Introduction: Kenneth Daniel Blackfan was a luminary pediatrician known for his gifted clinical acumen and research prowess. In a career that spanned more than 4 decades he made countless contributions to pediatric neurosurgery. In this biographical sketch, we describe his professional achievements at Johns Hopkins and Boston Children’s Hospital, alongiwth his personal friendships with neurosurgeons, most notably, Walter Dandy, & Harvey Cushing.
Methods: Archival records pertaining to Kenneth D. Blackfan were obtained from three sources: (1) Department of Archives, Boston Children’s Hospital (2) Alan Mason Chesney Medical Archives, Johns Hopkins Medical Institution, & (3) Archives and Records Management, Francis A. Countway Library of Medicine, Harvard Medical School.
Results: Kenneth Blackfan graduated from Albany medical college in 1905 at the head of his class. After beginning his career as a pathologist and bacteriologist in Albany, he joined his father in general practice in Cambridge, New York. He subsequently decided on a career in pediatrics and did residency training in Philadelphia and St Louis, Missouri.
In 1912, he worked at Johns Hopkins Hospital and began his lifelong collaboration with Walter E. Dandy. In 1920, Blackfan spent 3 years as professor of pediatrics in Cincinnati before moving to Boston where he served as Professor & Chairman of the Department of Pediatrics at Boston Children’s Hospital, Harvard Medical School.
Throughout his career, Blackfan performed landmark research on hydrocephalus and CSF physiology, and contributed to the understanding and management of multiple neurosurgical disorders. We elucidate his unique friendships with Walter Dandy and Harvey Cushing through their colorful correspondence over the years.
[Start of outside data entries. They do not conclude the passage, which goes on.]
//! BracketError and its three categories.

use crate::models::entrant::EntrantId;
use crate::models::game::MatchId;

/// Coarse category of a [`BracketError`].
#[derive(Clone, Copy, Debug, Eq, PartialEq)]
pub enum ErrorKind {
    /// Malformed or out-of-range input. Surface to the caller, never retry.
    Validation,
    /// `apply_result` preconditions violated (stale click, wrong entrant, ...).
    IllegalTransition,
    /// Broken wiring or missing records. Signals a bug, not a user mistake.
    StructuralInvariant,
}

/// Errors that can occur while building or progressing a bracket.
#[derive(Clone, Debug, Eq, PartialEq)]
pub enum BracketError {
    /// Fewer than two entrants.
    NotEnoughEntrants { count: usize },
    /// More entrants than the configured ceiling.
    TooManyEntrants { count: usize, max: usize },
    /// Bracket would need more rounds than the configured ceiling.
    TooManyRounds { rounds: u32, max: u32 },
    /// First round would hold more matches than the configured ceiling.
    TooManyMatches { matches: usize, max: usize },
    /// Entrant at this roster index has an empty name.
    BlankEntrantName { index: usize },
    /// The same entrant id appears twice.
    DuplicateEntrant(EntrantId),
    /// A roster names the same team twice (case-insensitive).
    DuplicateEntrantName(String),
    /// Entrant arrived with results already recorded.
    MalformedEntrant(EntrantId),
    /// Text that does not parse as a match id.
    InvalidMatchId(String),
    /// Roster text or CSV could not be read.
    InvalidRoster(String),
    /// Serialized bracket data could not be decoded.
    InvalidData(String),
    MatchNotFound(MatchId),
    MatchAlreadyCompleted(MatchId),
    /// One or both slots are still empty.
    MatchNotReady(MatchId),
    EntrantNotInMatch { match_id: MatchId, entrant: EntrantId },
    /// A forward edge points at a match that does not exist.
    BrokenLink { from: MatchId, to: MatchId },
    /// A match references an entrant the bracket does not know.
    UnknownEntrant(EntrantId),
    /// No open slot left for an incoming entrant.
    SlotOverflow(MatchId),
    /// Any other broken structural rule, with a description.
    Inconsistent(String),
}

impl BracketError {
    pub fn kind(&self) -> ErrorKind {
        use BracketError::*;
        match self {
            NotEnoughEntrants { .. }
            | TooManyEntrants { .. }
            | TooManyRounds { .. }
            | TooManyMatches { .. }
            | BlankEntrantName { .. }
            | DuplicateEntrant(_)
            | DuplicateEntrantName(_)
            | MalformedEntrant(_)
            | InvalidMatchId(_)
            | InvalidRoster(_)
            | InvalidData(_) => ErrorKind::Validation,
            MatchNotFound(_)
            | MatchAlreadyCompleted(_)
            | MatchNotReady(_)
            | EntrantNotInMatch { .. } => ErrorKind::IllegalTransition,
            BrokenLink { .. } | UnknownEntrant(_) | SlotOverflow(_) | Inconsistent(_) => {
                ErrorKind::StructuralInvariant
            }
        }
    }
}

impl std::fmt::Display for BracketError {
    fn fmt(&self, f: &mut std::fmt::Formatter<'_>) -> std::fmt::Result {
        match self {
            BracketError::NotEnoughEntrants { count } => {
                write!(f, "Need at least 2 entrants to build a bracket (got {})", count)
            }
            BracketError::TooManyEntrants { count, max } => {
                write!(f, "Too many entrants: {} (maximum {})", count, max)
            }
            BracketError::TooManyRounds { rounds, max } => {
                write!(f, "Bracket would need {} rounds (maximum {})", rounds, max)
            }
            BracketError::TooManyMatches { matches, max } => {
                write!(f, "Round would hold {} matches (maximum {})", matches, max)
            }
            BracketError::BlankEntrantName { index } => {
                write!(f, "Entrant #{} has an empty name", index + 1)
            }
            BracketError::DuplicateEntrant(id) => write!(f, "Entrant {} is listed twice", id),
            BracketError::DuplicateEntrantName(name) => {
                write!(f, "A team named \"{}\" already exists", name)
            }
            BracketError::MalformedEntrant(id) => {
                write!(f, "Entrant {} already has results recorded", id)
            }
            BracketError::InvalidMatchId(raw) => write!(f, "Invalid match id \"{}\"", raw),
            BracketError::InvalidRoster(msg) => write!(f, "Invalid roster: {}", msg),
            BracketError::InvalidData(msg) => write!(f, "Invalid bracket data: {}", msg),
            BracketError::MatchNotFound(id) => write!(f, "Match {} not found", id),
            BracketError::MatchAlreadyCompleted(id) => {
                write!(f, "Match {} already has a result", id)
            }
            BracketError::MatchNotReady(id) => {
                write!(f, "Match {} is still waiting for entrants", id)
            }
            BracketError::EntrantNotInMatch { match_id, entrant } => {
                write!(f, "Entrant {} is not playing in match {}", entrant, match_id)
            }
            BracketError::BrokenLink { from, to } => {
                write!(f, "Match {} links to missing match {}", from, to)
            }
            BracketError::UnknownEntrant(id) => write!(f, "Unknown entrant {}", id),
            BracketError::SlotOverflow(id) => write!(f, "No open slot left in match {}", id),
            BracketError::Inconsistent(msg) => write!(f, "Inconsistent bracket: {}", msg),
        }
    }
}

impl std::error::Error for BracketError {}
Conclusions: This review of archival biographical information about Kenneth Blackfan provides unique insights about his contributions to the field of pediatric neurosurgery and his personal relationships with the two leading neurosurgeons of his era, Dandy Walker & Harvey Cushing.
Patient Care: A close collaboration between the pediatrician and the pediatric neurosurgeon is of invaluable importance in the advancement of pediatric neurosurgery as a specialty.
Learning Objectives: By the conclusion of this session, participants should be able to:
1) Describe the contributions of Kenneth D Blackfan to pediatric neurosurgery.
2) Discuss his unique relationships with both Walter Dandy and Harvey Cushing.
References: 1. Wilson, J. L. (1955). Kenneth D. Blackfan; 1883-1941. J Pediatr, 47(2), 261-267.
2. Miscellaneous archival references from the sources acknowledged above.